[Stored items]

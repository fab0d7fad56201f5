//! Tracing initialization.

use tracing_subscriber::{
    fmt::format::Format, layer::SubscriberExt, util::SubscriberInitExt, EnvFilter,
};

/// Initialize the tracing subscriber with a compact console format.
/// `RUST_LOG` overrides the default filter.
pub fn init_telemetry() {
    let console_fmt = tracing_subscriber::fmt::layer().event_format(
        Format::default()
            .compact()
            .with_target(false)
            .without_time(),
    );

    tracing_subscriber::registry()
        .with(
            EnvFilter::try_from_default_env()
                .unwrap_or_else(|_| "featureship=debug,tower_http=debug".into()),
        )
        .with(console_fmt)
        .init();
}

* What you will do *
Quote the records above exactly, from the first line through the line containing "pub fn init_telemetry()", and nothing more.

* Answer box *
repository fab0d7fad56201f5
//! Tracing initialization.

use tracing_subscriber::{
    fmt::format::Format, layer::SubscriberExt, util::SubscriberInitExt, EnvFilter,
};

/// Initialize the tracing subscriber with a compact console format.
/// `RUST_LOG` overrides the default filter.
pub fn init_telemetry() {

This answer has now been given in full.